▸ **WHAT IS REQUIRED**
Only lines containing "RiskEngine" are wanted from the data below. Copy those lines.

··· INFORMATION PROVIDED ···

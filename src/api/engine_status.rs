use serde::{Deserialize, Serialize};

use crate::logic::model::{layout_hash, FEATURE_COUNT, FEATURE_VERSION};
use crate::logic::pipeline::RiskEngine;
use crate::logic::storage::RecorderStats;

#[derive(Debug, Clone, Serialize, Deserialize)]
pub struct EngineStatus {
    pub version: String,
    pub feature_version: u8,
    pub layout_hash: u32,
    pub feature_count: usize,

    pub rules: usize,
    pub policy_version: u64,
    pub model: ModelInfo,
    pub recorder: RecorderStats,
}

#[derive(Debug, Clone, Serialize, Deserialize)]
pub struct ModelInfo {
    pub engine: String, // "http" | "onnx" | "none"
    pub configured: bool,
}

impl EngineStatus {
    pub fn collect(engine: &RiskEngine) -> Self {
        let stats = engine.stats();
        let model = engine.model_name();

        Self {
            version: crate::constants::APP_VERSION.to_string(),
            feature_version: FEATURE_VERSION,
            layout_hash: layout_hash(),
            feature_count: FEATURE_COUNT,
            rules: stats.rules,
            policy_version: stats.policy_version,
            model: ModelInfo {
                engine: model.unwrap_or("none").to_string(),
                configured: model.is_some(),
            },
            recorder: stats.recorder,
        }
    }
}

···

▸ **RESULT**
use crate::logic::pipeline::RiskEngine;
    pub fn collect(engine: &RiskEngine) -> Self {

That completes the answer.